The Washington Post headline reads, “A Record 3.3 million Americans filed for unemployment benefits as the coronavirus slams economy.” The statistic represents a single week of unemployment filings, and the Labor Department predicts job losses could exceed 40 million by April.
With such headlines gripping the nation, and mandatory business shutdowns and citywide quarantines continuing, millions of Americans must figure out how to pay their bills in the coming months.
How should families prioritize spending when it’s unclear whether extreme household budget cuts need to last a few weeks or months? When income declines, emergency measures make it necessary to prioritize what bills to pay, what bills to cancel, and where the little money received should go.
The first question for many out-of-work Americans, is, “Do I still have health insurance coverage?”
Given that the coronavirus is both a health crisis and an economic crisis, it is essential to maintain health insurance in the event of an infection.
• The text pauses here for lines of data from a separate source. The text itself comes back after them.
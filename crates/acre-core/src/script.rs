use std::fmt;

use crate::location::Location;

/// What a scripted sequence wants after one step.
#[derive(Debug, Clone, Copy, PartialEq, Eq)]
pub enum StepOutcome {
    /// Run the next step within the same frame.
    Continue,
    /// Resume on the next frame.
    Yield,
    /// Done. The sequence is dropped.
    Finished,
}

/// A multi-step sequence driven one step at a time by the frame pass.
///
/// Implementations keep their own resumption cursor; they never block the
/// frame. The sequence is detached from its location while it runs, so it may
/// freely mutate the location through the normal add/remove contract.
pub trait ScriptedSequence: fmt::Debug {
    /// Name used in logs.
    fn name(&self) -> &str;

    /// Execute the step at the current cursor and advance it.
    fn step(&mut self, location: &mut Location) -> StepOutcome;

    /// Index of the next step to run.
    fn cursor(&self) -> usize;
}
While many cases result in only mild symptoms that do not require treatment, those that do can require weeks of hospitalization.
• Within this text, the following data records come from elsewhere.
use std::collections::BTreeMap;
use std::fmt;

use crate::event::LocationEvent;
use crate::geometry::TilePos;
use crate::location::Location;
use crate::occupant::OccupantId;
use crate::properties::{layer, name, split_action};
use crate::transient::LightSource;

/// One dispatch of an `Action` tile property.
#[derive(Debug, Clone, PartialEq, Eq)]
pub struct ActionInvocation<'a> {
    /// First word of the property value.
    pub verb: &'a str,
    /// Remaining words.
    pub args: Vec<&'a str>,
    /// Tile the property was read from.
    pub tile: TilePos,
    /// Who triggered the action, if anyone in particular.
    pub actor: Option<OccupantId>,
}

/// Handler for one action verb. Returns `true` if the action did something.
pub type ActionHandler = Box<dyn Fn(&mut Location, &ActionInvocation<'_>) -> bool>;

/// Maps `Action` verbs to handlers.
///
/// Populated once at startup; new verbs can be registered by anyone holding
/// the registry.
#[derive(Default)]
pub struct ActionRegistry {
    handlers: BTreeMap<String, ActionHandler>,
}

impl fmt::Debug for ActionRegistry {
    fn fmt(&self, f: &mut fmt::Formatter<'_>) -> fmt::Result {
        f.debug_struct("ActionRegistry")
            .field("verbs", &self.handlers.keys().collect::<Vec<_>>())
            .finish()
    }
}

impl ActionRegistry {
    /// An empty registry.
    pub fn new() -> Self {
        Self::default()
    }

    /// Registry with the built-in verbs:
    ///
    /// - `Lamp <radius>` toggles a light on the tile.
    /// - `AnimalDoor` opens or closes the animal door of the building there.
    pub fn standard() -> Self {
        Self::new()
            .with("Lamp", toggle_lamp)
            .with("AnimalDoor", toggle_animal_door)
    }

    /// Register a handler, replacing any previous one for the verb. Returns
    /// `true` if a handler was replaced.
    pub fn register(
        &mut self,
        verb: impl Into<String>,
        handler: impl Fn(&mut Location, &ActionInvocation<'_>) -> bool + 'static,
    ) -> bool {
        self.handlers.insert(verb.into(), Box::new(handler)).is_some()
    }

    /// Builder form of [`ActionRegistry::register`].
    pub fn with(
        mut self,
        verb: impl Into<String>,
        handler: impl Fn(&mut Location, &ActionInvocation<'_>) -> bool + 'static,
    ) -> Self {
        self.register(verb, handler);
        self
    }

    /// Whether a handler is registered for `verb`.
    pub fn contains(&self, verb: &str) -> bool {
        self.handlers.contains_key(verb)
    }

    /// Registered verbs in sorted order.
    pub fn verbs(&self) -> impl Iterator<Item = &str> {
        self.handlers.keys().map(String::as_str)
    }

    /// Run the action authored on a tile's structure layer.
    ///
    /// A missing property, an empty value or an unknown verb does nothing and
    /// returns `false`.
    pub fn perform(&self, location: &mut Location, tile: TilePos, actor: Option<OccupantId>) -> bool {
        let Some(raw) = location
            .grid()
            .tile_property(tile, name::ACTION, layer::BUILDINGS)
            .map(str::to_owned)
        else {
            return false;
        };
        let Some((verb, args)) = split_action(&raw) else {
            tracing::debug!(%tile, "empty_action_property");
            return false;
        };
        let Some(handler) = self.handlers.get(verb) else {
            tracing::debug!(%tile, verb, "unknown_action_verb");
            return false;
        };
        let invocation = ActionInvocation {
            verb,
            args,
            tile,
            actor,
        };
        let handled = handler(location, &invocation);
        if handled {
            location.push_event(LocationEvent::ActionPerformed {
                verb: verb.to_string(),
                tile,
            });
        }
        handled
    }
}

fn toggle_lamp(location: &mut Location, action: &ActionInvocation<'_>) -> bool {
    let key = format!("lamp:{},{}", action.tile.x, action.tile.y);
    if location.remove_light_source(&key).is_some() {
        return true;
    }
    let radius = action
        .args
        .first()
        .and_then(|r| r.parse::<u32>().ok())
        .unwrap_or(2);
    location.add_light_source(LightSource::new(key, action.tile, radius));
    true
}

fn toggle_animal_door(location: &mut Location, action: &ActionInvocation<'_>) -> bool {
    match location
        .buildings_mut()
        .iter_mut()
        .find(|b| b.animal_door_tile() == Some(action.tile))
    {
        Some(building) => {
            building.toggle_animal_door();
            true
        }
        None => false,
    }
}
The other challenge is that most employees rely on employer-sponsored health insurance, which could disappear as businesses close.
If coverage remains, verify coverage levels. Most health insurance companies are waiving cost-sharing requirements for expenses associated with the diagnosis and testing of COVID-19. Some also have eliminated deductibles for treatment through in-network providers. However, all insurance companies offer multiple policies with a wide range of coverage levels. AHIP compiled a list of health insurance providers, along with their general policies with regard to COVID-19 coverage in the following blog. It is necessary to contact the insurance company directly to learn more about specific coverage.
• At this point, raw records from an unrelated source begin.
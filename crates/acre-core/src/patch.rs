//! Map patches: keyed, at-most-once overlays of one grid onto another.
//!
//! A patch copies a rectangle of a source grid onto the live grid, layer by
//! layer. Tilesheets are matched by image source; a source sheet with no live
//! match is registered under a synthetic id derived from the patch key.
//! Applied keys are remembered until cleared or the map is reloaded.

use std::collections::HashMap;

use crate::content::ContentSource;
use crate::event::LocationEvent;
use crate::geometry::{TilePos, TileRect};
use crate::grid::{Grid, Tile, TileGraphic, TileRef};
use crate::location::Location;

/// Prefix of tilesheet ids synthesized by patches.
pub const PATCH_SHEET_PREFIX: &str = "zz_";

/// Per-tile side effect run once for every destination tile of a patch.
pub type PatchCallback<'a> = &'a mut dyn FnMut(&mut Location, TilePos);

impl Location {
    /// Overlay `source` onto the live grid under `key`.
    ///
    /// `source_rect` defaults to the whole source grid, `dest_rect` to the
    /// origin with the source size. Returns `false` without touching anything
    /// when the key is already applied.
    pub fn apply_map_override(
        &mut self,
        source: &Grid,
        key: &str,
        source_rect: Option<TileRect>,
        dest_rect: Option<TileRect>,
        on_tile: Option<PatchCallback<'_>>,
    ) -> bool {
        if self.applied_patches.contains(key) {
            tracing::debug!(location = %self.name(), key, "patch_already_applied");
            return false;
        }
        self.applied_patches.insert(key.to_string());

        let src = source_rect.unwrap_or(TileRect::new(
            0,
            0,
            source.width() as i32,
            source.height() as i32,
        ));
        let dest = dest_rect.unwrap_or(TileRect::new(0, 0, src.width, src.height));
        let width = src.width.min(dest.width).max(0);
        let height = src.height.min(dest.height).max(0);

        let sheet_map = self.remap_tilesheets(source, key);

        for layer in source.layers() {
            self.grid.ensure_layer(&layer.id);
        }
        self.grid.grow(
            source.width().max((dest.x + width).max(0) as u32),
            source.height().max((dest.y + height).max(0) as u32),
        );

        let mut changed = 0usize;
        for dy in 0..height {
            for dx in 0..width {
                let from = TilePos::new(src.x + dx, src.y + dy);
                let to = TilePos::new(dest.x + dx, dest.y + dy);
                let mut lower_overridden = false;
                for layer in source.layers() {
                    let source_tile = layer.get(from);
                    if source_tile.is_none() && !lower_overridden {
                        continue;
                    }
                    let replacement = match source_tile {
                        Some(tile) => match remap_tile(tile, &sheet_map) {
                            Some(tile) => Some(tile),
                            None => {
                                tracing::warn!(key, tile = %from, layer = %layer.id, "patch_tile_sheet_missing");
                                continue;
                            }
                        },
                        None => None,
                    };
                    if self.grid.set_tile(&layer.id, to, replacement) {
                        changed += 1;
                    }
                    lower_overridden = true;
                }
            }
        }

        if let Some(callback) = on_tile {
            for tile in dest_tiles(dest, width, height) {
                callback(self, tile);
            }
        }

        self.mark_seats_dirty();
        tracing::debug!(location = %self.name(), key, changed, "patch_applied");
        self.push_event(LocationEvent::PatchApplied {
            key: key.to_string(),
        });
        true
    }

    /// Load a map by asset name and apply it as a patch keyed by the asset.
    pub fn apply_map_override_asset(
        &mut self,
        content: &dyn ContentSource,
        asset: &str,
        source_rect: Option<TileRect>,
        dest_rect: Option<TileRect>,
    ) -> bool {
        if self.applied_patches.contains(asset) {
            return false;
        }
        let Some(source) = content.load_map(asset) else {
            tracing::warn!(location = %self.name(), asset, "patch_asset_missing");
            return false;
        };
        self.apply_map_override(&source, asset, source_rect, dest_rect, None)
    }

    /// Clear whatever sits on a tile about to be overwritten by a patch.
    /// Returns `true` if anything was removed.
    pub fn clean_up_tile_for_map_override(&mut self, tile: TilePos) -> bool {
        let mut removed = self.remove_object(tile).is_some();
        removed |= self.remove_terrain_feature(tile).is_some();
        let area = tile.pixel_rect();
        let covering: Vec<_> = self
            .furniture()
            .iter()
            .filter(|f| f.bounding_box().intersects(&area))
            .map(|f| f.id)
            .collect();
        for id in covering {
            removed |= self.remove_furniture(id).is_some();
        }
        removed
    }

    /// Whether `key` has been applied since the last reload.
    pub fn is_patch_applied(&self, key: &str) -> bool {
        self.applied_patches.contains(key)
    }

    /// Applied patch keys in order.
    pub fn applied_patches(&self) -> impl Iterator<Item = &str> {
        self.applied_patches.iter().map(String::as_str)
    }

    /// Forget a key so the patch may be applied again. The grid keeps the
    /// patched tiles.
    pub fn clear_patch(&mut self, key: &str) -> bool {
        self.applied_patches.remove(key)
    }

    /// Replace the grid wholesale from the content source and forget every
    /// applied patch. Returns `false` if there is no asset or it is missing.
    pub fn reload_map(&mut self, content: &dyn ContentSource) -> bool {
        self.map_dirty = false;
        let Some(asset) = self.map_asset.clone() else {
            return false;
        };
        let Some(grid) = content.load_map(&asset) else {
            tracing::warn!(location = %self.name(), asset = %asset, "map_asset_missing");
            return false;
        };
        self.grid = grid;
        self.applied_patches.clear();
        self.mark_seats_dirty();
        self.rebuild_light_sources();
        tracing::info!(location = %self.name(), asset = %asset, "map_reloaded");
        self.push_event(LocationEvent::MapReloaded { asset });
        true
    }

    /// Find or create a live sheet for every source sheet. Returns source id
    /// to live id.
    fn remap_tilesheets(&mut self, source: &Grid, key: &str) -> HashMap<String, String> {
        let mut map = HashMap::new();
        for sheet in source.sheets.iter() {
            let needed = sheet.tile_count();
            let live_id = match self.grid.sheets.find_by_image_source(&sheet.image_source) {
                Some(live) => live.id.clone(),
                None => {
                    let id = format!("{PATCH_SHEET_PREFIX}{key}_{}", sheet.id);
                    if !self.grid.sheets.contains(&id) {
                        let mut synthetic = sheet.clone();
                        synthetic.id = id.clone();
                        if let Err(err) = self.grid.sheets.add(synthetic) {
                            tracing::warn!(%err, "patch_sheet_register_failed");
                        }
                    }
                    id
                }
            };
            if let Some(live) = self.grid.sheets.get_mut(&live_id) {
                live.grow_to(needed);
            }
            map.insert(sheet.id.clone(), live_id);
        }
        map
    }
}

/// Rebuild a source tile against live sheet ids. `None` if any frame points
/// at a sheet the source grid does not declare.
fn remap_tile(tile: &Tile, sheet_map: &HashMap<String, String>) -> Option<Tile> {
    let remap = |r: &TileRef| sheet_map.get(&r.sheet).map(|id| TileRef::new(id.clone(), r.index));
    let graphic = match &tile.graphic {
        TileGraphic::Static(r) => TileGraphic::Static(remap(r)?),
        TileGraphic::Animated { frames, interval_ms } => TileGraphic::Animated {
            frames: frames.iter().map(remap).collect::<Option<Vec<_>>>()?,
            interval_ms: *interval_ms,
        },
    };
    Some(Tile {
        graphic,
        properties: tile.properties.clone(),
    })
}

fn dest_tiles(dest: TileRect, width: i32, height: i32) -> Vec<TilePos> {
    TileRect::new(dest.x, dest.y, width, height).tiles().collect()
}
COBRA allows employees to continue coverage with the employer-based plan after a job loss. The former employee becomes responsible for monthly premiums, and coverage levels remain the same.
Marketplace Insurance policies offer a special enrollment period for households that lost qualifying health coverage within the last 60 days. Coverage often includes subsidized payments, which can help lower the cost of premiums. Eleven states officially re-opened enrollment for Obamacare, allowing anyone to sign up for a new policy in the coming weeks.
Along with maintaining insurance premiums, medications are an essential expense. Many insurance providers have waived prescription refill limits, allowing consumers to receive up to 90 days worth of medication. Those with lost wages who are struggling to meet the co-pays might qualify for payment assistance through the drug company, state programs, or nonprofit groups.
Term insurance uses age as the primary factor for rate quotes. Allowing coverage to lapse could result in significantly higher costs to re-enroll. As the deadly disease ravages the globe, life insurance is more of a necessity than a discretionary expense.
In some cases, whole life insurance can allow policy owners to forgo payments, although it could result in a policy lapse.
Housing payments always top the list of payment priorities during troubled times. The recently passed CARES Act offers some relief to both homeowners and renters, including a moratorium on evictions and foreclosures. The new law also provides a forbearance to qualified borrowers and renters. Not all households qualify for relief, making it vital to contact the landlord or mortgage servicer for assistance.
Many states and cities have placed moratoriums on utility shutoffs for 60 to 90 days. However, balances continue to accrue, and the account holder is responsible for the full balance to avoid shut off after the moratorium ends. Most utility companies offer payment plans to assist.
Auto lenders want to help consumers keep their vehicles, and many are stepping up to help through payment deferrals. Credit Karma compiled a list of auto finance companies with details of the measures lenders are taking to help consumers struggling to make loan payments.
Personal loans and credit cards are most at risk of default because the lender cannot repossess or foreclose to recover the debt. On the other hand, consumers want to protect their credit during these uncertain times. Credit card issuers are offering payment deferments, fee waivers, and in some cases, lower interest rates and credit line extensions. Call each credit card’s service number and request help or find out what is available to you. Most likely they will not reach out to you, so proactively calling is the key to finding help.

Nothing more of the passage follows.